Work request: Could you print all the entries exactly?

Exercise materials:
use std::sync::atomic::{AtomicU64, Ordering};
use std::sync::Arc;

use tokio::sync::watch;
use tokio::task::{JoinHandle, JoinSet};
use tracing::{debug, error, info};

use crate::filter::{TaskFilters, TaskQuery};
use crate::store::{StoreResult, TaskStore};
use crate::task::{Priority, Task};

/// Example tasks written into an empty store on first start.
pub fn seed_tasks() -> Vec<Task> {
    vec![
        Task {
            id: 1,
            ..Task::new("Goooooooooo", "03.12.2025")
        },
        Task {
            id: 2,
            is_completed: true,
            ..Task::new("Drink coffee", "28.01.2026")
        },
        Task {
            id: 3,
            ..Task::new(
                "Another task a lot of text to check if it works",
                "11.11.2028",
            )
        },
    ]
}

/// State behind the task list screen: the filter selection and the list the
/// store currently returns for it.
///
/// Mutations are spawned and return immediately; their effect shows up
/// through [`TaskListModel::subscribe`]. Dropping the model cancels
/// everything it started.
pub struct TaskListModel<S: TaskStore> {
    store: S,
    filters: TaskFilters,
    query: TaskQuery,
    tasks: Arc<watch::Sender<Vec<Task>>>,
    epoch: Arc<AtomicU64>,
    collector: Option<JoinHandle<()>>,
    pending: JoinSet<()>,
    pub selected: usize,
}

impl<S: TaskStore> TaskListModel<S> {
    /// Seeds an empty store, then starts following the unfiltered list.
    pub async fn activate(store: S) -> StoreResult<Self> {
        if store.all_tasks().first().await?.is_empty() {
            let seeds = seed_tasks();
            info!(count = seeds.len(), "seeding empty task store");
            for task in seeds {
                store.add(task).await?;
            }
        }

        let (tasks, _) = watch::channel(Vec::new());
        let mut model = Self {
            store,
            filters: TaskFilters::default(),
            query: TaskQuery::All,
            tasks: Arc::new(tasks),
            epoch: Arc::new(AtomicU64::new(0)),
            collector: None,
            pending: JoinSet::new(),
            selected: 0,
        };
        model.restart_collector();
        Ok(model)
    }

    pub fn subscribe(&self) -> watch::Receiver<Vec<Task>> {
        self.tasks.subscribe()
    }

    pub fn tasks(&self) -> Vec<Task> {
        self.tasks.borrow().clone()
    }

    pub fn filters(&self) -> &TaskFilters {
        &self.filters
    }

    pub fn query(&self) -> &TaskQuery {
        &self.query
    }

    pub fn set_completed_filter(&mut self, completed: Option<bool>) {
        self.filters.completed = completed;
        self.refilter();
    }

    pub fn set_priority_filter(&mut self, priority: Option<Priority>) {
        self.filters.priority = priority;
        self.refilter();
    }

    pub fn set_search(&mut self, search: impl Into<String>) {
        self.filters.search = search.into();
        self.refilter();
    }

    pub fn set_overdue(&mut self, overdue: bool) {
        self.filters.overdue = overdue;
    }

    pub fn clear_filters(&mut self) {
        self.filters.clear();
        self.refilter();
    }

    pub fn add_task(&mut self, title: impl Into<String>, due_date: impl Into<String>) {
        let task = Task::new(title, due_date);
        let store = self.store.clone();
        self.spawn(async move {
            if let Err(err) = store.add(task).await {
                error!(%err, "failed to add task");
            }
        });
    }

    pub fn update_task(&mut self, task: Task) {
        let store = self.store.clone();
        self.spawn(async move {
            let id = task.id;
            if let Err(err) = store.update(task).await {
                error!(id, %err, "failed to update task");
            }
        });
    }

    pub fn delete_task(&mut self, task: Task) {
        let store = self.store.clone();
        self.spawn(async move {
            if let Err(err) = store.delete(&task).await {
                error!(id = task.id, %err, "failed to delete task");
            }
        });
    }

    pub fn toggle_completed(&mut self, task: &Task) {
        self.update_task(task.toggled());
    }

    /// Waits until every mutation started so far has finished.
    pub async fn settle(&mut self) {
        while let Some(result) = self.pending.join_next().await {
            if let Err(err) = result {
                error!(%err, "task mutation did not complete");
            }
        }
    }

    pub fn selected_task(&self) -> Option<Task> {
        self.tasks.borrow().get(self.selected).cloned()
    }

    pub fn select_next(&mut self) {
        let len = self.tasks.borrow().len();
        if self.selected + 1 < len {
            self.selected += 1;
        }
    }

    pub fn select_previous(&mut self) {
        self.selected = self.selected.saturating_sub(1);
    }

    /// Keeps the selection inside the current list.
    pub fn clamp_selection(&mut self) {
        let len = self.tasks.borrow().len();
        self.selected = self.selected.min(len.saturating_sub(1));
    }

    fn spawn<F>(&mut self, mutation: F)
    where
        F: std::future::Future<Output = ()> + Send + 'static,
    {
        while self.pending.try_join_next().is_some() {}
        self.pending.spawn(mutation);
    }

    fn refilter(&mut self) {
        let query = self.filters.query();
        if query != self.query {
            debug!(?query, "task query changed");
            self.query = query;
            self.selected = 0;
            self.restart_collector();
        }
    }

    fn restart_collector(&mut self) {
        if let Some(handle) = self.collector.take() {
            handle.abort();
        }

        // A collector that was already running when aborted must not publish
        // its result over the new query's.
        let epoch = self.epoch.fetch_add(1, Ordering::SeqCst) + 1;
        let current_epoch = Arc::clone(&self.epoch);
        let mut stream = self.store.observe(self.query.clone());
        let tasks = Arc::clone(&self.tasks);
        self.collector = Some(tokio::spawn(async move {
            while let Some(snapshot) = stream.next().await {
                match snapshot {
                    Ok(list) => {
                        tasks.send_if_modified(|current| {
                            if current_epoch.load(Ordering::SeqCst) != epoch || *current == list {
                                false
                            } else {
                                *current = list;
                                true
                            }
                        });
                    }
                    Err(err) => error!(query = ?stream.query(), %err, "task query failed"),
                }
            }
        }));
    }
}

impl<S: TaskStore> Drop for TaskListModel<S> {
    fn drop(&mut self) {
        if let Some(handle) = self.collector.take() {
            handle.abort();
        }
    }
}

Exercise result:
use std::sync::atomic::{AtomicU64, Ordering};
use std::sync::Arc;

use tokio::sync::watch;
use tokio::task::{JoinHandle, JoinSet};
use tracing::{debug, error, info};

use crate::filter::{TaskFilters, TaskQuery};
use crate::store::{StoreResult, TaskStore};
use crate::task::{Priority, Task};

/// Example tasks written into an empty store on first start.
pub fn seed_tasks() -> Vec<Task> {
    vec![
        Task {
            id: 1,
            ..Task::new("Goooooooooo", "03.12.2025")
        },
        Task {
            id: 2,
            is_completed: true,
            ..Task::new("Drink coffee", "28.01.2026")
        },
        Task {
            id: 3,
            ..Task::new(
                "Another task a lot of text to check if it works",
                "11.11.2028",
            )
        },
    ]
}

/// State behind the task list screen: the filter selection and the list the
/// store currently returns for it.
///
/// Mutations are spawned and return immediately; their effect shows up
/// through [`TaskListModel::subscribe`]. Dropping the model cancels
/// everything it started.
pub struct TaskListModel<S: TaskStore> {
    store: S,
    filters: TaskFilters,
    query: TaskQuery,
    tasks: Arc<watch::Sender<Vec<Task>>>,
    epoch: Arc<AtomicU64>,
    collector: Option<JoinHandle<()>>,
    pending: JoinSet<()>,
    pub selected: usize,
}

impl<S: TaskStore> TaskListModel<S> {
    /// Seeds an empty store, then starts following the unfiltered list.
    pub async fn activate(store: S) -> StoreResult<Self> {
        if store.all_tasks().first().await?.is_empty() {
            let seeds = seed_tasks();
            info!(count = seeds.len(), "seeding empty task store");
            for task in seeds {
                store.add(task).await?;
            }
        }

        let (tasks, _) = watch::channel(Vec::new());
        let mut model = Self {
            store,
            filters: TaskFilters::default(),
            query: TaskQuery::All,
            tasks: Arc::new(tasks),
            epoch: Arc::new(AtomicU64::new(0)),
            collector: None,
            pending: JoinSet::new(),
            selected: 0,
        };
        model.restart_collector();
        Ok(model)
    }

    pub fn subscribe(&self) -> watch::Receiver<Vec<Task>> {
        self.tasks.subscribe()
    }

    pub fn tasks(&self) -> Vec<Task> {
        self.tasks.borrow().clone()
    }

    pub fn filters(&self) -> &TaskFilters {
        &self.filters
    }

    pub fn query(&self) -> &TaskQuery {
        &self.query
    }

    pub fn set_completed_filter(&mut self, completed: Option<bool>) {
        self.filters.completed = completed;
        self.refilter();
    }

    pub fn set_priority_filter(&mut self, priority: Option<Priority>) {
        self.filters.priority = priority;
        self.refilter();
    }

    pub fn set_search(&mut self, search: impl Into<String>) {
        self.filters.search = search.into();
        self.refilter();
    }

    pub fn set_overdue(&mut self, overdue: bool) {
        self.filters.overdue = overdue;
    }

    pub fn clear_filters(&mut self) {
        self.filters.clear();
        self.refilter();
    }

    pub fn add_task(&mut self, title: impl Into<String>, due_date: impl Into<String>) {
        let task = Task::new(title, due_date);
        let store = self.store.clone();
        self.spawn(async move {
            if let Err(err) = store.add(task).await {
                error!(%err, "failed to add task");
            }
        });
    }

    pub fn update_task(&mut self, task: Task) {
        let store = self.store.clone();
        self.spawn(async move {
            let id = task.id;
            if let Err(err) = store.update(task).await {
                error!(id, %err, "failed to update task");
            }
        });
    }

    pub fn delete_task(&mut self, task: Task) {
        let store = self.store.clone();
        self.spawn(async move {
            if let Err(err) = store.delete(&task).await {
                error!(id = task.id, %err, "failed to delete task");
            }
        });
    }

    pub fn toggle_completed(&mut self, task: &Task) {
        self.update_task(task.toggled());
    }

    /// Waits until every mutation started so far has finished.
    pub async fn settle(&mut self) {
        while let Some(result) = self.pending.join_next().await {
            if let Err(err) = result {
                error!(%err, "task mutation did not complete");
            }
        }
    }

    pub fn selected_task(&self) -> Option<Task> {
        self.tasks.borrow().get(self.selected).cloned()
    }

    pub fn select_next(&mut self) {
        let len = self.tasks.borrow().len();
        if self.selected + 1 < len {
            self.selected += 1;
        }
    }

    pub fn select_previous(&mut self) {
        self.selected = self.selected.saturating_sub(1);
    }

    /// Keeps the selection inside the current list.
    pub fn clamp_selection(&mut self) {
        let len = self.tasks.borrow().len();
        self.selected = self.selected.min(len.saturating_sub(1));
    }

    fn spawn<F>(&mut self, mutation: F)
    where
        F: std::future::Future<Output = ()> + Send + 'static,
    {
        while self.pending.try_join_next().is_some() {}
        self.pending.spawn(mutation);
    }

    fn refilter(&mut self) {
        let query = self.filters.query();
        if query != self.query {
            debug!(?query, "task query changed");
            self.query = query;
            self.selected = 0;
            self.restart_collector();
        }
    }

    fn restart_collector(&mut self) {
        if let Some(handle) = self.collector.take() {
            handle.abort();
        }

        // A collector that was already running when aborted must not publish
        // its result over the new query's.
        let epoch = self.epoch.fetch_add(1, Ordering::SeqCst) + 1;
        let current_epoch = Arc::clone(&self.epoch);
        let mut stream = self.store.observe(self.query.clone());
        let tasks = Arc::clone(&self.tasks);
        self.collector = Some(tokio::spawn(async move {
            while let Some(snapshot) = stream.next().await {
                match snapshot {
                    Ok(list) => {
                        tasks.send_if_modified(|current| {
                            if current_epoch.load(Ordering::SeqCst) != epoch || *current == list {
                                false
                            } else {
                                *current = list;
                                true
                            }
                        });
                    }
                    Err(err) => error!(query = ?stream.query(), %err, "task query failed"),
                }
            }
        }));
    }
}

impl<S: TaskStore> Drop for TaskListModel<S> {
    fn drop(&mut self) {
        if let Some(handle) = self.collector.take() {
            handle.abort();
        }
    }
}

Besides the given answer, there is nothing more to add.